====== Extracted entries ======

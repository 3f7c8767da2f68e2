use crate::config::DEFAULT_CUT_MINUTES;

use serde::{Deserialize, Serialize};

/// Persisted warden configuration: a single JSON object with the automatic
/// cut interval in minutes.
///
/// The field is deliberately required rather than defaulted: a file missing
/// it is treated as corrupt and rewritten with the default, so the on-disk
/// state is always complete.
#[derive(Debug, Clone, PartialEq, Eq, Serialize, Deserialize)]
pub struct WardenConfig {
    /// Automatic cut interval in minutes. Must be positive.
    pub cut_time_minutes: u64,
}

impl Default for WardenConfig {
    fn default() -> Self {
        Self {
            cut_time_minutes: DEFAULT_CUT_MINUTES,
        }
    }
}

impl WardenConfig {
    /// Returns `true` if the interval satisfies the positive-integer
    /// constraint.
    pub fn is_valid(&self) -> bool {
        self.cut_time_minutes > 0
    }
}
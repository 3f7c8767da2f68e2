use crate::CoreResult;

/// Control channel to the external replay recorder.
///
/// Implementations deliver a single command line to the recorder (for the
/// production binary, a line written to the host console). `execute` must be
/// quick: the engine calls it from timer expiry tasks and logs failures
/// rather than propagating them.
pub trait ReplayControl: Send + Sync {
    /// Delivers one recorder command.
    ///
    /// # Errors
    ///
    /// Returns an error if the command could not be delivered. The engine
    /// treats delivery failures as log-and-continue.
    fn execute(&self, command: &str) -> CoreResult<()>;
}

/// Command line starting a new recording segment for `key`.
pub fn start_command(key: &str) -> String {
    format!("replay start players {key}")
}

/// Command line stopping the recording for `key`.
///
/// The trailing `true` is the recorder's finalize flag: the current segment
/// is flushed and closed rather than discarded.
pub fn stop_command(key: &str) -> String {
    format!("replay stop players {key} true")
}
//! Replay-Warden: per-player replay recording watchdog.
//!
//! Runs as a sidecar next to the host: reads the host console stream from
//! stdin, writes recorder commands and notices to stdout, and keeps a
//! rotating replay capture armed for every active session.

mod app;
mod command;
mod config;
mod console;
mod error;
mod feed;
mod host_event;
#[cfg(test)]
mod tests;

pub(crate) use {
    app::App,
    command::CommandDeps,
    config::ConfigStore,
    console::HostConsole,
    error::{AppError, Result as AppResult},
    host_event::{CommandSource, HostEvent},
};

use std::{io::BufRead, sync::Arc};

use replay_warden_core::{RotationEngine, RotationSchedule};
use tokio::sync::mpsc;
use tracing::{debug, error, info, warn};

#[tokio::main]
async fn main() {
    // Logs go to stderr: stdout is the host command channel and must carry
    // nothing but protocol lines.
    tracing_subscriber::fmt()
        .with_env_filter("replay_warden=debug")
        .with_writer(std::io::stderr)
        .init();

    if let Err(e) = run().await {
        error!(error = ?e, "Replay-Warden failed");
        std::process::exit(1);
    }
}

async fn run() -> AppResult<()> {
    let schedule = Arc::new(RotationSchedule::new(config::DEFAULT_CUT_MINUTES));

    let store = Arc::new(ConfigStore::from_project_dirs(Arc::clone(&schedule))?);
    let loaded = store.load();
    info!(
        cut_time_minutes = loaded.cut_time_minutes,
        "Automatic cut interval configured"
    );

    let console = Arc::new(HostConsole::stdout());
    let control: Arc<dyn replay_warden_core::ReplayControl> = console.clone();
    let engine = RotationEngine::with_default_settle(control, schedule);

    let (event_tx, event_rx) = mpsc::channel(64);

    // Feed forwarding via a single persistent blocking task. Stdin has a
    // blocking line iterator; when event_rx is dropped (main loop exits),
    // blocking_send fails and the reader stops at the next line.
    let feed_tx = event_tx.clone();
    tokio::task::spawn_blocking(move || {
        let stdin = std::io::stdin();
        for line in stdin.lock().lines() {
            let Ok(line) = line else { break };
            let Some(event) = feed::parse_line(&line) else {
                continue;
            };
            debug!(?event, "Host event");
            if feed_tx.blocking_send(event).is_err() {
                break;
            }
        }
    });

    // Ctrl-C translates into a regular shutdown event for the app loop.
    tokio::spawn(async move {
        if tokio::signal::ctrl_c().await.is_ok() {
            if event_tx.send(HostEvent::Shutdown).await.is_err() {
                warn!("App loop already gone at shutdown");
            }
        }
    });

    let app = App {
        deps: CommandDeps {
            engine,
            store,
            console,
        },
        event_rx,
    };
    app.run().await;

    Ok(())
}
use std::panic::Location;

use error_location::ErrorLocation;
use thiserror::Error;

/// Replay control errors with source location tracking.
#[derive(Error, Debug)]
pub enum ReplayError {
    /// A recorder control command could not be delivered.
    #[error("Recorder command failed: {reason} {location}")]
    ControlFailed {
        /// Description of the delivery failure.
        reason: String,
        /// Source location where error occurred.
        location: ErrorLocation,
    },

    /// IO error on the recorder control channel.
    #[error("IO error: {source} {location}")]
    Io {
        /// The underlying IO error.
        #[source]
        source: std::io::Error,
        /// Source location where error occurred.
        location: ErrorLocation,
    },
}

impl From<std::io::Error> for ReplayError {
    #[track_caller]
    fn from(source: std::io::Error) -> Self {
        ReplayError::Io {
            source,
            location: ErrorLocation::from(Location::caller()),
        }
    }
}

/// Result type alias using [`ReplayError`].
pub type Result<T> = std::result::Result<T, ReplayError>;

======

#### Problem requirements:
Exactness is what counts here: write out every record again.

#### Solution to this task:
repository 3f7c8767da2f68e2
use crate::config::DEFAULT_CUT_MINUTES;

use serde::{Deserialize, Serialize};

/// Persisted warden configuration: a single JSON object with the automatic
/// cut interval in minutes.
///
/// The field is deliberately required rather than defaulted: a file missing
/// it is treated as corrupt and rewritten with the default, so the on-disk
/// state is always complete.
#[derive(Debug, Clone, PartialEq, Eq, Serialize, Deserialize)]
pub struct WardenConfig {
    /// Automatic cut interval in minutes. Must be positive.
    pub cut_time_minutes: u64,
}

impl Default for WardenConfig {
    fn default() -> Self {
        Self {
            cut_time_minutes: DEFAULT_CUT_MINUTES,
        }
    }
}

impl WardenConfig {
    /// Returns `true` if the interval satisfies the positive-integer
    /// constraint.
    pub fn is_valid(&self) -> bool {
        self.cut_time_minutes > 0
    }
}
repository 3f7c8767da2f68e2
use crate::CoreResult;

/// Control channel to the external replay recorder.
///
/// Implementations deliver a single command line to the recorder (for the
/// production binary, a line written to the host console). `execute` must be
/// quick: the engine calls it from timer expiry tasks and logs failures
/// rather than propagating them.
pub trait ReplayControl: Send + Sync {
    /// Delivers one recorder command.
    ///
    /// # Errors
    ///
    /// Returns an error if the command could not be delivered. The engine
    /// treats delivery failures as log-and-continue.
    fn execute(&self, command: &str) -> CoreResult<()>;
}

/// Command line starting a new recording segment for `key`.
pub fn start_command(key: &str) -> String {
    format!("replay start players {key}")
}

/// Command line stopping the recording for `key`.
///
/// The trailing `true` is the recorder's finalize flag: the current segment
/// is flushed and closed rather than discarded.
pub fn stop_command(key: &str) -> String {
    format!("replay stop players {key} true")
}
//! Replay-Warden: per-player replay recording watchdog.
//!
//! Runs as a sidecar next to the host: reads the host console stream from
//! stdin, writes recorder commands and notices to stdout, and keeps a
//! rotating replay capture armed for every active session.

mod app;
mod command;
mod config;
mod console;
mod error;
mod feed;
mod host_event;
#[cfg(test)]
mod tests;

pub(crate) use {
    app::App,
    command::CommandDeps,
    config::ConfigStore,
    console::HostConsole,
    error::{AppError, Result as AppResult},
    host_event::{CommandSource, HostEvent},
};

use std::{io::BufRead, sync::Arc};

use replay_warden_core::{RotationEngine, RotationSchedule};
use tokio::sync::mpsc;
use tracing::{debug, error, info, warn};

#[tokio::main]
async fn main() {
    // Logs go to stderr: stdout is the host command channel and must carry
    // nothing but protocol lines.
    tracing_subscriber::fmt()
        .with_env_filter("replay_warden=debug")
        .with_writer(std::io::stderr)
        .init();

    if let Err(e) = run().await {
        error!(error = ?e, "Replay-Warden failed");
        std::process::exit(1);
    }
}

async fn run() -> AppResult<()> {
    let schedule = Arc::new(RotationSchedule::new(config::DEFAULT_CUT_MINUTES));

    let store = Arc::new(ConfigStore::from_project_dirs(Arc::clone(&schedule))?);
    let loaded = store.load();
    info!(
        cut_time_minutes = loaded.cut_time_minutes,
        "Automatic cut interval configured"
    );

    let console = Arc::new(HostConsole::stdout());
    let control: Arc<dyn replay_warden_core::ReplayControl> = console.clone();
    let engine = RotationEngine::with_default_settle(control, schedule);

    let (event_tx, event_rx) = mpsc::channel(64);

    // Feed forwarding via a single persistent blocking task. Stdin has a
    // blocking line iterator; when event_rx is dropped (main loop exits),
    // blocking_send fails and the reader stops at the next line.
    let feed_tx = event_tx.clone();
    tokio::task::spawn_blocking(move || {
        let stdin = std::io::stdin();
        for line in stdin.lock().lines() {
            let Ok(line) = line else { break };
            let Some(event) = feed::parse_line(&line) else {
                continue;
            };
            debug!(?event, "Host event");
            if feed_tx.blocking_send(event).is_err() {
                break;
            }
        }
    });

    // Ctrl-C translates into a regular shutdown event for the app loop.
    tokio::spawn(async move {
        if tokio::signal::ctrl_c().await.is_ok() {
            if event_tx.send(HostEvent::Shutdown).await.is_err() {
                warn!("App loop already gone at shutdown");
            }
        }
    });

    let app = App {
        deps: CommandDeps {
            engine,
            store,
            console,
        },
        event_rx,
    };
    app.run().await;

    Ok(())
}
use std::panic::Location;

use error_location::ErrorLocation;
use thiserror::Error;

/// Replay control errors with source location tracking.
#[derive(Error, Debug)]
pub enum ReplayError {
    /// A recorder control command could not be delivered.
    #[error("Recorder command failed: {reason} {location}")]
    ControlFailed {
        /// Description of the delivery failure.
        reason: String,
        /// Source location where error occurred.
        location: ErrorLocation,
    },

    /// IO error on the recorder control channel.
    #[error("IO error: {source} {location}")]
    Io {
        /// The underlying IO error.
        #[source]
        source: std::io::Error,
        /// Source location where error occurred.
        location: ErrorLocation,
    },
}

impl From<std::io::Error> for ReplayError {
    #[track_caller]
    fn from(source: std::io::Error) -> Self {
        ReplayError::Io {
            source,
            location: ErrorLocation::from(Location::caller()),
        }
    }
}

/// Result type alias using [`ReplayError`].
pub type Result<T> = std::result::Result<T, ReplayError>;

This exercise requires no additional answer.